● Problem to work on: Print out the data below with every line intact.

(Stored items)
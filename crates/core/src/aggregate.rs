//! Aggregate root traits and optimistic concurrency expectations.

use crate::error::{DomainError, DomainResult};

/// Aggregate root marker + minimal interface.
///
/// Small on purpose: each domain crate decides how it models transitions
/// without pulling in any persistence concerns.
pub trait AggregateRoot {
    /// Strongly-typed aggregate identifier.
    type Id: Clone + Eq + core::hash::Hash + core::fmt::Debug;

    /// Returns the aggregate identifier.
    fn id(&self) -> &Self::Id;

    /// Monotonically increasing version of the aggregate's state
    /// (number of events applied).
    fn version(&self) -> u64;
}

/// Optimistic concurrency expectation for a stored document.
#[derive(Debug, Copy, Clone, PartialEq, Eq, Default)]
pub enum ExpectedVersion {
    /// Skip version checking.
    #[default]
    Any,
    /// Require the document to be at an exact revision.
    Exact(u64),
}

impl ExpectedVersion {
    pub fn matches(self, actual: u64) -> bool {
        match self {
            ExpectedVersion::Any => true,
            ExpectedVersion::Exact(v) => v == actual,
        }
    }

    pub fn check(self, actual: u64) -> DomainResult<()> {
        if self.matches(actual) {
            Ok(())
        } else {
            Err(DomainError::concurrency(format!(
                "stale revision (expected: {self:?}, actual: {actual})"
            )))
        }
    }
}

impl From<Option<u64>> for ExpectedVersion {
    fn from(value: Option<u64>) -> Self {
        value.map_or(ExpectedVersion::Any, ExpectedVersion::Exact)
    }
}

/// Aggregate execution semantics (pure, deterministic).
///
/// - **Decision logic**: `handle(&self, cmd)` returns events.
/// - **State mutation**: `apply(&mut self, event)` evolves state.
///
/// Aggregates must not perform IO. They only describe what happened.
pub trait Aggregate: AggregateRoot {
    type Command: Clone + core::fmt::Debug;
    type Event: Clone + core::fmt::Debug;
    type Error: core::fmt::Debug;

    /// Evolve in-memory state from a single event (+1 version per event).
    fn apply(&mut self, event: &Self::Event);

    /// Decide which events to emit given the current state and a command.
    fn handle(&self, command: &Self::Command) -> Result<Vec<Self::Event>, Self::Error>;

    /// Decide, then apply the decided events in order.
    fn execute(&mut self, command: &Self::Command) -> Result<Vec<Self::Event>, Self::Error> {
        let events = self.handle(command)?;
        for event in &events {
            self.apply(event);
        }
        Ok(events)
    }
}

#[cfg(test)]
mod tests {
    use super::*;

    #[test]
    fn any_matches_every_revision() {
        assert!(ExpectedVersion::Any.matches(0));
        assert!(ExpectedVersion::Any.matches(42));
    }

    #[test]
    fn exact_mismatch_is_a_concurrency_error() {
        let err = ExpectedVersion::Exact(3).check(4).unwrap_err();
        assert!(matches!(err, DomainError::Concurrency(_)));
        assert!(ExpectedVersion::Exact(4).check(4).is_ok());
    }

    #[test]
    fn optional_revision_converts_to_expectation() {
        assert_eq!(ExpectedVersion::from(None), ExpectedVersion::Any);
        assert_eq!(ExpectedVersion::from(Some(7)), ExpectedVersion::Exact(7));
    }
}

● Answer to the exercise:
filename crates/core/src/aggregate.rs
//! Aggregate root traits and optimistic concurrency expectations.

use crate::error::{DomainError, DomainResult};

/// Aggregate root marker + minimal interface.
///
/// Small on purpose: each domain crate decides how it models transitions
/// without pulling in any persistence concerns.
pub trait AggregateRoot {
    /// Strongly-typed aggregate identifier.
    type Id: Clone + Eq + core::hash::Hash + core::fmt::Debug;

    /// Returns the aggregate identifier.
    fn id(&self) -> &Self::Id;

    /// Monotonically increasing version of the aggregate's state
    /// (number of events applied).
    fn version(&self) -> u64;
}

/// Optimistic concurrency expectation for a stored document.
#[derive(Debug, Copy, Clone, PartialEq, Eq, Default)]
pub enum ExpectedVersion {
    /// Skip version checking.
    #[default]
    Any,
    /// Require the document to be at an exact revision.
    Exact(u64),
}

impl ExpectedVersion {
    pub fn matches(self, actual: u64) -> bool {
        match self {
            ExpectedVersion::Any => true,
            ExpectedVersion::Exact(v) => v == actual,
        }
    }

    pub fn check(self, actual: u64) -> DomainResult<()> {
        if self.matches(actual) {
            Ok(())
        } else {
            Err(DomainError::concurrency(format!(
                "stale revision (expected: {self:?}, actual: {actual})"
            )))
        }
    }
}

impl From<Option<u64>> for ExpectedVersion {
    fn from(value: Option<u64>) -> Self {
        value.map_or(ExpectedVersion::Any, ExpectedVersion::Exact)
    }
}

/// Aggregate execution semantics (pure, deterministic).
///
/// - **Decision logic**: `handle(&self, cmd)` returns events.
/// - **State mutation**: `apply(&mut self, event)` evolves state.
///
/// Aggregates must not perform IO. They only describe what happened.
pub trait Aggregate: AggregateRoot {
    type Command: Clone + core::fmt::Debug;
    type Event: Clone + core::fmt::Debug;
    type Error: core::fmt::Debug;

    /// Evolve in-memory state from a single event (+1 version per event).
    fn apply(&mut self, event: &Self::Event);

    /// Decide which events to emit given the current state and a command.
    fn handle(&self, command: &Self::Command) -> Result<Vec<Self::Event>, Self::Error>;

    /// Decide, then apply the decided events in order.
    fn execute(&mut self, command: &Self::Command) -> Result<Vec<Self::Event>, Self::Error> {
        let events = self.handle(command)?;
        for event in &events {
            self.apply(event);
        }
        Ok(events)
    }
}

#[cfg(test)]
mod tests {
    use super::*;

    #[test]
    fn any_matches_every_revision() {
        assert!(ExpectedVersion::Any.matches(0));
        assert!(ExpectedVersion::Any.matches(42));
    }

    #[test]
    fn exact_mismatch_is_a_concurrency_error() {
        let err = ExpectedVersion::Exact(3).check(4).unwrap_err();
        assert!(matches!(err, DomainError::Concurrency(_)));
        assert!(ExpectedVersion::Exact(4).check(4).is_ok());
    }

    #[test]
    fn optional_revision_converts_to_expectation() {
        assert_eq!(ExpectedVersion::from(None), ExpectedVersion::Any);
        assert_eq!(ExpectedVersion::from(Some(7)), ExpectedVersion::Exact(7));
    }
}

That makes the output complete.